Administrative Board Releases Cayuga Nation Contract Funds

Seneca Falls,NY — The Interior Board of Indian Appeals (IBIA) issued a narrow decision Wednesday that would allow Clint Halftown to access funds remaining in several small federal contracts with the Cayuga Nation. The Board did not rule on Nation’s leadership or whether Clint Halftown has a legal right to access the funds on the Nation’s behalf. Instead, the Board found the funds should be released while the Board considers whether the BIA’s February decision to release the funds was correct.

The IBIA’s decision is slated to take effect in mid-July, and the Unity Council is considering the options available to ensure federal funds due to the Nation are properly disbursed.

In its decision, the IBIA stressed that it considered release of funds to be wholly separate from recognition of leadership. “Allowing the Nation’s contracting representative to draw down funds,” wrote Administrative Judge Tom Blaser, “should not be –or cannot reasonably be – construed as conveying any implication on the ultimate issue of leadership…”
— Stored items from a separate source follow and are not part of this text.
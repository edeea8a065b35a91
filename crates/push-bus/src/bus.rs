//! The broker seam used by the gateway.

use crate::error::BusResult;
use crate::pubsub::ChannelSet;
use async_trait::async_trait;
use futures_util::stream::BoxStream;
use std::sync::Arc;

/// A payload received on one of the subscribed channels
#[derive(Debug, Clone, PartialEq, Eq)]
pub struct BusMessage {
    /// Channel the payload was published to
    pub channel: String,
    /// Payload exactly as published
    pub payload: String,
}

impl BusMessage {
    #[must_use]
    pub fn new(channel: impl Into<String>, payload: impl Into<String>) -> Self {
        Self {
            channel: channel.into(),
            payload: payload.into(),
        }
    }
}

/// Merged, unbounded stream of messages for one subscription.
///
/// Dropping the stream releases the broker-side subscription.
pub type MessageStream = BoxStream<'static, BusResult<BusMessage>>;

/// At-most-once fan-out broker
#[async_trait]
pub trait PubSubBus: Send + Sync {
    /// Publish a payload, returning how many live subscriptions received it
    async fn publish(&self, channel: &str, payload: &str) -> BusResult<u32>;

    /// Open one subscription covering every channel in the set
    async fn subscribe(&self, channels: &ChannelSet) -> BusResult<MessageStream>;

    /// Check that the broker is reachable
    async fn health_check(&self) -> BusResult<()>;

    /// Short backend name for logs and health output
    fn name(&self) -> &'static str;
}

/// Bus shared across handlers
pub type SharedBus = Arc<dyn PubSubBus>;
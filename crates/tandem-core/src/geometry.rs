//! Geometric primitives used for pointer hit testing.

#[derive(Clone, Copy, Debug, PartialEq, Default)]
pub struct Point {
    pub x: f32,
    pub y: f32,
}

impl Point {
    pub const fn new(x: f32, y: f32) -> Self {
        Self { x, y }
    }

    pub const ZERO: Point = Point { x: 0.0, y: 0.0 };
}

#[derive(Clone, Copy, Debug, PartialEq, Default)]
pub struct Rect {
    pub x: f32,
    pub y: f32,
    pub width: f32,
    pub height: f32,
}

impl Rect {
    pub const fn new(x: f32, y: f32, width: f32, height: f32) -> Self {
        Self {
            x,
            y,
            width,
            height,
        }
    }

    pub fn translate(&self, dx: f32, dy: f32) -> Self {
        Self {
            x: self.x + dx,
            y: self.y + dy,
            width: self.width,
            height: self.height,
        }
    }

    /// Half-open containment: the right and bottom edges belong to the
    /// neighbouring rect, so stacked regions never both claim a point.
    pub fn contains(&self, point: Point) -> bool {
        point.x >= self.x
            && point.y >= self.y
            && point.x < self.x + self.width
            && point.y < self.y + self.height
    }

    pub fn bottom(&self) -> f32 {
        self.y + self.height
    }
}
//! Pointer stream to drag delta translation.

use crate::input::{PointerEvent, PointerEventKind, PointerId};
use crate::velocity_tracker::VelocityTracker1D;
use crate::GestureConfig;
use tandem_core::Rect;

#[derive(Debug, Clone, Copy, PartialEq, Eq, Default)]
pub enum GesturePhase {
    #[default]
    Idle,
    /// Pressed inside the drag band, slop not yet exceeded.
    Tracking,
    Dragging,
}

/// Per-event facts the tracker cannot know on its own.
#[derive(Debug, Clone, Copy, PartialEq)]
pub struct TouchContext {
    /// Area in which a press may start a drag.
    pub drag_band: Rect,
    /// Internal scroll of the content below the band; while positive, drags
    /// that would reveal the band are refused.
    pub child_scroll: i32,
}

#[derive(Debug, Clone, Copy, PartialEq)]
pub enum GestureAction {
    Ignored,
    /// A press inside the drag band started tracking.
    Pressed,
    /// A secondary pointer inside the band took over from a primary outside it.
    Grabbed,
    /// Still below slop, or the tracked pointer changed.
    Tracking,
    /// Scroll by this many pixels; positive moves content up.
    Drag(i32),
    /// A downward drag refused because the content below is scrolled.
    Blocked,
    /// The gesture ended. `velocity` is in scroll space (positive continues
    /// moving content up) and is zero when no drag happened.
    Released { velocity: f32 },
    Cancelled,
}

impl GestureAction {
    /// Whether the tracker now owns the pointer stream.
    pub fn claims_stream(&self) -> bool {
        matches!(
            self,
            GestureAction::Grabbed | GestureAction::Drag(_) | GestureAction::Blocked
        )
    }
}

pub struct GestureTracker {
    config: GestureConfig,
    phase: GesturePhase,
    active_pointer: Option<PointerId>,
    last_y: i32,
    velocity: Option<VelocityTracker1D>,
}

impl GestureTracker {
    pub fn new(config: GestureConfig) -> Self {
        Self {
            config,
            phase: GesturePhase::Idle,
            active_pointer: None,
            last_y: 0,
            velocity: None,
        }
    }

    pub fn phase(&self) -> GesturePhase {
        self.phase
    }

    pub fn is_dragging(&self) -> bool {
        self.phase == GesturePhase::Dragging
    }

    pub fn active_pointer(&self) -> Option<PointerId> {
        self.active_pointer
    }

    pub fn config(&self) -> GestureConfig {
        self.config
    }

    pub fn set_config(&mut self, config: GestureConfig) {
        self.config = config;
    }

    pub fn on_touch_event(&mut self, event: &PointerEvent, context: &TouchContext) -> GestureAction {
        match event.kind {
            PointerEventKind::Down => self.on_press(event, context),
            PointerEventKind::PointerDown => self.on_secondary_press(event, context),
            PointerEventKind::Move => self.on_move(event, context),
            PointerEventKind::PointerUp => self.on_secondary_release(event),
            PointerEventKind::Up => self.on_release(event),
            PointerEventKind::Cancel => {
                if self.phase == GesturePhase::Idle {
                    return GestureAction::Ignored;
                }
                log::debug!("gesture cancelled in {:?}", self.phase);
                self.reset();
                GestureAction::Cancelled
            }
        }
    }

    /// Drops all tracking state without reporting a release.
    pub fn reset(&mut self) {
        self.phase = GesturePhase::Idle;
        self.active_pointer = None;
        self.velocity = None;
    }

    fn track(&mut self, id: PointerId, y: f32, time_ms: i64) {
        self.phase = GesturePhase::Tracking;
        self.active_pointer = Some(id);
        self.last_y = y.round() as i32;
        let mut tracker = VelocityTracker1D::new();
        tracker.add_data_point(time_ms, y);
        self.velocity = Some(tracker);
    }

    fn on_press(&mut self, event: &PointerEvent, context: &TouchContext) -> GestureAction {
        self.reset();
        let Some(pointer) = event.action_pointer() else {
            return GestureAction::Ignored;
        };
        if !context.drag_band.contains(pointer.position) {
            return GestureAction::Ignored;
        }
        self.track(pointer.id, pointer.position.y, event.time_ms);
        log::debug!("gesture tracking pointer {}", pointer.id);
        GestureAction::Pressed
    }

    fn on_secondary_press(&mut self, event: &PointerEvent, context: &TouchContext) -> GestureAction {
        if event.action_index == 0 || self.phase == GesturePhase::Dragging {
            return GestureAction::Ignored;
        }
        let (Some(primary), Some(secondary)) = (event.primary(), event.action_pointer()) else {
            return GestureAction::Ignored;
        };
        if context.drag_band.contains(primary.position)
            || !context.drag_band.contains(secondary.position)
        {
            return GestureAction::Ignored;
        }
        self.track(secondary.id, secondary.position.y, event.time_ms);
        log::debug!("gesture grabbed by secondary pointer {}", secondary.id);
        GestureAction::Grabbed
    }

    fn on_move(&mut self, event: &PointerEvent, context: &TouchContext) -> GestureAction {
        if self.phase == GesturePhase::Idle {
            return GestureAction::Ignored;
        }
        let Some(sample) = self.active_pointer.and_then(|id| event.find(id)) else {
            log::warn!("move without tracked pointer {:?}", self.active_pointer);
            self.reset();
            return GestureAction::Ignored;
        };
        if let Some(tracker) = self.velocity.as_mut() {
            tracker.add_data_point(event.time_ms, sample.position.y);
        }

        let y = sample.position.y.round() as i32;
        let mut delta = self.last_y - y;
        if self.phase == GesturePhase::Tracking {
            let slop = self.config.touch_slop;
            if delta.abs() < slop {
                return GestureAction::Tracking;
            }
            self.phase = GesturePhase::Dragging;
            delta -= slop * delta.signum();
            log::debug!("gesture dragging after slop {}", slop);
        }
        self.last_y = y;

        if delta < 0 && context.child_scroll > 0 {
            return GestureAction::Blocked;
        }
        GestureAction::Drag(delta)
    }

    fn on_secondary_release(&mut self, event: &PointerEvent) -> GestureAction {
        let Some(lifted) = event.action_pointer() else {
            return GestureAction::Ignored;
        };
        if self.active_pointer != Some(lifted.id) {
            return GestureAction::Ignored;
        }
        let next_index = if event.action_index == 0 { 1 } else { 0 };
        let Some(next) = event.pointers.get(next_index) else {
            self.reset();
            return GestureAction::Cancelled;
        };
        self.active_pointer = Some(next.id);
        self.last_y = next.position.y.round() as i32;
        let mut tracker = VelocityTracker1D::new();
        tracker.add_data_point(event.time_ms, next.position.y);
        self.velocity = Some(tracker);
        GestureAction::Tracking
    }

    fn on_release(&mut self, event: &PointerEvent) -> GestureAction {
        if self.phase == GesturePhase::Idle {
            return GestureAction::Ignored;
        }
        let mut velocity = 0.0;
        if self.phase == GesturePhase::Dragging {
            if let Some(tracker) = self.velocity.as_mut() {
                if let Some(sample) = self.active_pointer.and_then(|id| event.find(id)) {
                    tracker.add_data_point(event.time_ms, sample.position.y);
                }
                // Pointer y grows downwards, scroll deltas grow upwards.
                velocity = -tracker.calculate_velocity_with_max(self.config.max_fling_velocity);
            }
        }
        log::debug!("gesture released with velocity {}", velocity);
        self.reset();
        GestureAction::Released { velocity }
    }
}
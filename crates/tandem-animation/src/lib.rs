//! One-dimensional motion curves for the tandem scroll stack.
//!
//! Two kinds of curve are provided: the Android spline fling decay used for
//! momentum after a drag is released, and time-bounded eased tweens used for
//! programmatic smooth scrolling.

mod decay;
mod easing;

pub use decay::{DecaySpec, FlingCalculator, FlingCurve, SplineDecay, SplineSample};
pub use easing::{AnimationSpec, Easing};

#[cfg(test)]
#[path = "tests/decay_tests.rs"]
mod decay_tests;

#[cfg(test)]
#[path = "tests/easing_tests.rs"]
mod easing_tests;
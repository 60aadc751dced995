/// What a region is asked to do with its internal scroll position.
///
/// Positive deltas move content up (towards the end), negative deltas move it
/// down (towards the start).
#[derive(Debug, Clone, Copy, PartialEq, Eq)]
pub enum ScrollRequest {
    Delta(i32),
    JumpToStart,
    JumpToEnd,
}

impl ScrollRequest {
    pub fn is_jump(&self) -> bool {
        !matches!(self, ScrollRequest::Delta(_))
    }

    /// `1` towards the end, `-1` towards the start, `0` for an empty delta.
    pub fn direction(&self) -> i32 {
        match self {
            ScrollRequest::Delta(delta) => delta.signum(),
            ScrollRequest::JumpToStart => -1,
            ScrollRequest::JumpToEnd => 1,
        }
    }

    /// Signed movement this request produces for a position `current` that must
    /// stay within `[min, max]`. Jumps land exactly on the bound; deltas are
    /// clamped. Never overflows.
    pub fn resolve(&self, current: i32, min: i32, max: i32) -> i32 {
        let max = max.max(min);
        match *self {
            ScrollRequest::Delta(delta) => consume_within(delta, current, min, max),
            ScrollRequest::JumpToStart => (min as i64 - current as i64) as i32,
            ScrollRequest::JumpToEnd => (max as i64 - current as i64) as i32,
        }
    }
}

impl From<i32> for ScrollRequest {
    fn from(delta: i32) -> Self {
        ScrollRequest::Delta(delta)
    }
}

/// Portion of `delta` that a position at `current` can absorb while staying in
/// `[min, max]`. The result has the sign of `delta` and never exceeds it.
///
/// A position already outside the bounds (a stale range) moves back towards
/// them by at most `delta` and never further away.
pub fn consume_within(delta: i32, current: i32, min: i32, max: i32) -> i32 {
    let target = (current as i64 + delta as i64).clamp(min as i64, max.max(min) as i64);
    let consumed = target - current as i64;
    let delta = delta as i64;
    consumed.clamp(delta.min(0), delta.max(0)) as i32
}

/// Height of a region's content.
#[derive(Debug, Clone, Copy, PartialEq, Eq)]
pub enum ContentExtent {
    Finite(i32),
    /// Content taller than anything measurable; always scrollable.
    Unbounded,
}

impl ContentExtent {
    pub fn finite(&self) -> Option<i32> {
        match self {
            ContentExtent::Finite(height) => Some(*height),
            ContentExtent::Unbounded => None,
        }
    }

    pub fn is_unbounded(&self) -> bool {
        matches!(self, ContentExtent::Unbounded)
    }

    /// The finite height, or `fallback` when unbounded.
    pub fn or_measured(&self, fallback: i32) -> i32 {
        self.finite().unwrap_or(fallback)
    }
}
“We cannot let a federal agency’s decision on federal funds distract us from continuing to fight for the best interests of our people and of the generations to come,” commented Karl Hill, Faithkeeper for the Heron Clan of the Cayuga Nation and General Manager of Cayuga Nation Enterprises.  “While we are disappointed that the IBIA is willing to allow Clint Halftown to access Nation grant funds despite having no leadership authority under our law, we are fully committed to promoting the Nation’s self-sufficiency and self-governance, and to improving relations with our non-Cayuga neighbors.”

The Cayuga Nation Unity Council was established under Cayuga law in 2011 and has been building the Nation’s economy and governmental infrastructure since peacefully assuming control of various Nation properties in April of 2014.  The Council provides a wide range of services to its people, including transportation to medical appointments, language classes, upkeep and improvement of Nation-owned properties, housing assistance, and employment of many Cayuga citizens formerly out of work.

Cayuga Nation leaders and officials agree that the BIA grant fund decision has no impact on Cayuga law and does not change their commitment to govern their Nation; to improve the lives of their people; and to work with the United States on a Nation to Nation basis.

“There is only one path forward for us – to continue our responsibility to work for the benefit of our people,” explained Sachem Sam George.  “And that is what we will do.”